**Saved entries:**
____
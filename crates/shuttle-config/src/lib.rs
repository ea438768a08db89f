//! Shared configuration for the shuttle broker host.
//!
//! Values are layered by `ortho_config`: built-in defaults first, then an
//! optional TOML file (`--config-path` or `SHUTTLE_CONFIG_PATH`), then
//! `SHUTTLE_*` environment variables, and finally command-line flags. The
//! resolved [`Config`] tells the host which core executable to launch, how
//! to log, and which protocol extensions to enable on the routing tables.

mod defaults;
mod logging;

use std::ffi::OsString;
use std::sync::Arc;
use std::time::Duration;

use camino::{Utf8Path, Utf8PathBuf};
use ortho_config::{OrthoConfig, OrthoError};
use serde::{Deserialize, Serialize};

pub use defaults::{
    DEFAULT_AFFINITY_TIMEOUT_MS, DEFAULT_CORE_EXECUTABLE, DEFAULT_LOG_FILTER,
    DEFAULT_QUEUE_WARN_THRESHOLD, default_affinity_timeout_ms, default_core_executable,
    default_log_filter, default_log_filter_string, default_log_format,
    default_queue_warn_threshold,
};
pub use logging::{LogFormat, LogFormatParseError};

/// Resolved configuration for the broker host.
#[derive(Debug, Clone, PartialEq, Eq, Deserialize, Serialize, OrthoConfig)]
#[ortho_config(prefix = "SHUTTLE")]
pub struct Config {
    /// Path to the core worker executable launched as a subprocess.
    #[serde(default = "defaults::default_core_executable")]
    #[ortho_config(default = defaults::default_core_executable())]
    pub core_executable: Utf8PathBuf,
    /// Working directory for the core; defaults to the executable's parent.
    #[serde(default)]
    pub core_working_dir: Option<Utf8PathBuf>,
    /// Workspace roots reported to the core. Empty means "current directory".
    #[serde(default)]
    pub workspace_dirs: Vec<String>,
    /// `tracing` filter expression.
    #[serde(default = "defaults::default_log_filter_string")]
    #[ortho_config(default = defaults::default_log_filter_string())]
    pub log_filter: String,
    /// Output format for structured logs.
    #[serde(default = "defaults::default_log_format")]
    #[ortho_config(default = defaults::default_log_format())]
    pub log_format: LogFormat,
    /// Outbound backlog size that triggers a stalled-core warning.
    #[serde(default = "defaults::default_queue_warn_threshold")]
    #[ortho_config(default = defaults::default_queue_warn_threshold())]
    pub queue_warn_threshold: usize,
    /// Upper bound, in milliseconds, for hops onto the UI-owning thread.
    #[serde(default = "defaults::default_affinity_timeout_ms")]
    #[ortho_config(default = defaults::default_affinity_timeout_ms())]
    pub affinity_timeout_ms: u64,
    /// Additional core-originated message types relayed to the UI.
    #[serde(default)]
    pub extra_ui_pass_through: Vec<String>,
    /// Additional UI-originated message types relayed to the core.
    #[serde(default)]
    pub extra_core_pass_through: Vec<String>,
    /// Base URL for UI media assets, reported in the on-load payload.
    #[serde(default)]
    pub media_url: String,
}

impl Default for Config {
    fn default() -> Self {
        Self {
            core_executable: default_core_executable(),
            core_working_dir: None,
            workspace_dirs: Vec::new(),
            log_filter: default_log_filter_string(),
            log_format: default_log_format(),
            queue_warn_threshold: DEFAULT_QUEUE_WARN_THRESHOLD,
            affinity_timeout_ms: DEFAULT_AFFINITY_TIMEOUT_MS,
            extra_ui_pass_through: Vec::new(),
            extra_core_pass_through: Vec::new(),
            media_url: String::new(),
        }
    }
}

impl Config {
    /// Loads configuration from the process arguments and environment.
    ///
    /// # Errors
    ///
    /// Returns the aggregated loader error when any layer fails to parse.
    pub fn load() -> Result<Self, Arc<OrthoError>> {
        <Self as OrthoConfig>::load_from_iter(std::env::args_os())
    }

    /// Loads configuration from an explicit argument iterator.
    ///
    /// The first item is treated as the program name.
    ///
    /// # Errors
    ///
    /// Returns the aggregated loader error when any layer fails to parse.
    pub fn load_from_iter<I, T>(args: I) -> Result<Self, Arc<OrthoError>>
    where
        I: IntoIterator<Item = T>,
        T: Into<OsString> + Clone,
    {
        <Self as OrthoConfig>::load_from_iter(args)
    }

    /// Path of the core executable.
    #[must_use]
    pub fn core_executable(&self) -> &Utf8Path {
        self.core_executable.as_path()
    }

    /// Working directory for the core process.
    ///
    /// Falls back to the directory containing the executable, or `None` when
    /// the executable path is bare (resolved through `PATH`).
    #[must_use]
    pub fn core_working_dir(&self) -> Option<&Utf8Path> {
        self.core_working_dir.as_deref().or_else(|| {
            self.core_executable
                .parent()
                .filter(|parent| !parent.as_str().is_empty())
        })
    }

    /// Configured workspace roots.
    #[must_use]
    pub fn workspace_dirs(&self) -> &[String] {
        &self.workspace_dirs
    }

    /// Log filter expression.
    #[must_use]
    pub fn log_filter(&self) -> &str {
        &self.log_filter
    }

    /// Log output format.
    #[must_use]
    pub const fn log_format(&self) -> LogFormat {
        self.log_format
    }

    /// Backlog warning threshold for the outbound write queue.
    #[must_use]
    pub const fn queue_warn_threshold(&self) -> usize {
        self.queue_warn_threshold
    }

    /// Timeout for UI-context hops.
    #[must_use]
    pub const fn affinity_timeout(&self) -> Duration {
        Duration::from_millis(self.affinity_timeout_ms)
    }

    /// Extra core-to-UI pass-through message types.
    #[must_use]
    pub fn extra_ui_pass_through(&self) -> &[String] {
        &self.extra_ui_pass_through
    }

    /// Extra UI-to-core pass-through message types.
    #[must_use]
    pub fn extra_core_pass_through(&self) -> &[String] {
        &self.extra_core_pass_through
    }

    /// Media base URL reported to the UI.
    #[must_use]
    pub fn media_url(&self) -> &str {
        &self.media_url
    }
}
____
**Task to carry out:**
Restating every entry above word for word is the whole task.

**Answer below:**
filename crates/shuttle-config/src/lib.rs
repository ea438768a08db89f
//! Shared configuration for the shuttle broker host.
//!
//! Values are layered by `ortho_config`: built-in defaults first, then an
//! optional TOML file (`--config-path` or `SHUTTLE_CONFIG_PATH`), then
//! `SHUTTLE_*` environment variables, and finally command-line flags. The
//! resolved [`Config`] tells the host which core executable to launch, how
//! to log, and which protocol extensions to enable on the routing tables.

mod defaults;
mod logging;

use std::ffi::OsString;
use std::sync::Arc;
use std::time::Duration;

use camino::{Utf8Path, Utf8PathBuf};
use ortho_config::{OrthoConfig, OrthoError};
use serde::{Deserialize, Serialize};

pub use defaults::{
    DEFAULT_AFFINITY_TIMEOUT_MS, DEFAULT_CORE_EXECUTABLE, DEFAULT_LOG_FILTER,
    DEFAULT_QUEUE_WARN_THRESHOLD, default_affinity_timeout_ms, default_core_executable,
    default_log_filter, default_log_filter_string, default_log_format,
    default_queue_warn_threshold,
};
pub use logging::{LogFormat, LogFormatParseError};

/// Resolved configuration for the broker host.
#[derive(Debug, Clone, PartialEq, Eq, Deserialize, Serialize, OrthoConfig)]
#[ortho_config(prefix = "SHUTTLE")]
pub struct Config {
    /// Path to the core worker executable launched as a subprocess.
    #[serde(default = "defaults::default_core_executable")]
    #[ortho_config(default = defaults::default_core_executable())]
    pub core_executable: Utf8PathBuf,
    /// Working directory for the core; defaults to the executable's parent.
    #[serde(default)]
    pub core_working_dir: Option<Utf8PathBuf>,
    /// Workspace roots reported to the core. Empty means "current directory".
    #[serde(default)]
    pub workspace_dirs: Vec<String>,
    /// `tracing` filter expression.
    #[serde(default = "defaults::default_log_filter_string")]
    #[ortho_config(default = defaults::default_log_filter_string())]
    pub log_filter: String,
    /// Output format for structured logs.
    #[serde(default = "defaults::default_log_format")]
    #[ortho_config(default = defaults::default_log_format())]
    pub log_format: LogFormat,
    /// Outbound backlog size that triggers a stalled-core warning.
    #[serde(default = "defaults::default_queue_warn_threshold")]
    #[ortho_config(default = defaults::default_queue_warn_threshold())]
    pub queue_warn_threshold: usize,
    /// Upper bound, in milliseconds, for hops onto the UI-owning thread.
    #[serde(default = "defaults::default_affinity_timeout_ms")]
    #[ortho_config(default = defaults::default_affinity_timeout_ms())]
    pub affinity_timeout_ms: u64,
    /// Additional core-originated message types relayed to the UI.
    #[serde(default)]
    pub extra_ui_pass_through: Vec<String>,
    /// Additional UI-originated message types relayed to the core.
    #[serde(default)]
    pub extra_core_pass_through: Vec<String>,
    /// Base URL for UI media assets, reported in the on-load payload.
    #[serde(default)]
    pub media_url: String,
}

impl Default for Config {
    fn default() -> Self {
        Self {
            core_executable: default_core_executable(),
            core_working_dir: None,
            workspace_dirs: Vec::new(),
            log_filter: default_log_filter_string(),
            log_format: default_log_format(),
            queue_warn_threshold: DEFAULT_QUEUE_WARN_THRESHOLD,
            affinity_timeout_ms: DEFAULT_AFFINITY_TIMEOUT_MS,
            extra_ui_pass_through: Vec::new(),
            extra_core_pass_through: Vec::new(),
            media_url: String::new(),
        }
    }
}

impl Config {
    /// Loads configuration from the process arguments and environment.
    ///
    /// # Errors
    ///
    /// Returns the aggregated loader error when any layer fails to parse.
    pub fn load() -> Result<Self, Arc<OrthoError>> {
        <Self as OrthoConfig>::load_from_iter(std::env::args_os())
    }

    /// Loads configuration from an explicit argument iterator.
    ///
    /// The first item is treated as the program name.
    ///
    /// # Errors
    ///
    /// Returns the aggregated loader error when any layer fails to parse.
    pub fn load_from_iter<I, T>(args: I) -> Result<Self, Arc<OrthoError>>
    where
        I: IntoIterator<Item = T>,
        T: Into<OsString> + Clone,
    {
        <Self as OrthoConfig>::load_from_iter(args)
    }

    /// Path of the core executable.
    #[must_use]
    pub fn core_executable(&self) -> &Utf8Path {
        self.core_executable.as_path()
    }

    /// Working directory for the core process.
    ///
    /// Falls back to the directory containing the executable, or `None` when
    /// the executable path is bare (resolved through `PATH`).
    #[must_use]
    pub fn core_working_dir(&self) -> Option<&Utf8Path> {
        self.core_working_dir.as_deref().or_else(|| {
            self.core_executable
                .parent()
                .filter(|parent| !parent.as_str().is_empty())
        })
    }

    /// Configured workspace roots.
    #[must_use]
    pub fn workspace_dirs(&self) -> &[String] {
        &self.workspace_dirs
    }

    /// Log filter expression.
    #[must_use]
    pub fn log_filter(&self) -> &str {
        &self.log_filter
    }

    /// Log output format.
    #[must_use]
    pub const fn log_format(&self) -> LogFormat {
        self.log_format
    }

    /// Backlog warning threshold for the outbound write queue.
    #[must_use]
    pub const fn queue_warn_threshold(&self) -> usize {
        self.queue_warn_threshold
    }

    /// Timeout for UI-context hops.
    #[must_use]
    pub const fn affinity_timeout(&self) -> Duration {
        Duration::from_millis(self.affinity_timeout_ms)
    }

    /// Extra core-to-UI pass-through message types.
    #[must_use]
    pub fn extra_ui_pass_through(&self) -> &[String] {
        &self.extra_ui_pass_through
    }

    /// Extra UI-to-core pass-through message types.
    #[must_use]
    pub fn extra_core_pass_through(&self) -> &[String] {
        &self.extra_core_pass_through
    }

    /// Media base URL reported to the UI.
    #[must_use]
    pub fn media_url(&self) -> &str {
        &self.media_url
    }
}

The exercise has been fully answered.